Stored records:
*** Begin section ***
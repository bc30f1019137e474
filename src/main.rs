use std::sync::Arc;

use anyhow::Result;
use clima::config::CacheBackend;
use clima::{
    AppConfig, CacheStore, MemoryCache, OpenMeteoEndpoints, PersistentCache, ReqwestClient,
    WeatherLookup, logging, web,
};

#[tokio::main]
async fn main() -> Result<()> {
    let config = AppConfig::load()?;
    logging::init(&config.logging)?;

    let cache: Arc<dyn CacheStore> = match config.cache.backend {
        CacheBackend::Persistent => {
            tracing::info!("Opening weather cache at {}", config.cache.location);
            Arc::new(PersistentCache::open(&config.cache.location)?)
        }
        CacheBackend::Memory => Arc::new(MemoryCache::with_capacity(config.cache.max_entries)),
    };
    let http = Arc::new(ReqwestClient::new(config.upstream.timeout())?);

    let lookup = WeatherLookup::new(cache, http, OpenMeteoEndpoints::from(&config.upstream))
        .with_cache_ttl(config.cache.ttl());

    web::run(&config.server.host, config.server.port, Arc::new(lookup)).await
}
//! Tracing subscriber setup

use anyhow::{Result, anyhow};
use tracing_subscriber::EnvFilter;

use crate::config::LoggingConfig;

/// Install the global subscriber. `RUST_LOG` takes precedence over the
/// configured level.
pub fn init(config: &LoggingConfig) -> Result<()> {
    let filter = EnvFilter::try_from_default_env()
        .or_else(|_| EnvFilter::try_new(&config.level))
        .map_err(|e| anyhow!("Invalid log filter: {e}"))?;

    let builder = tracing_subscriber::fmt().with_env_filter(filter);
    let installed = match config.format.as_str() {
        "pretty" => builder.pretty().try_init(),
        _ => builder.compact().try_init(),
    };

    installed.map_err(|e| anyhow!("Failed to install tracing subscriber: {e}"))
}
*** End section ***
What you need to do: Print only the lines from the top of the data above down to the line holding "#[tokio::main]", inclusive.

Response area:
repository bc30f1019137e474
filename src/main.rs
use std::sync::Arc;

use anyhow::Result;
use clima::config::CacheBackend;
use clima::{
    AppConfig, CacheStore, MemoryCache, OpenMeteoEndpoints, PersistentCache, ReqwestClient,
    WeatherLookup, logging, web,
};

#[tokio::main]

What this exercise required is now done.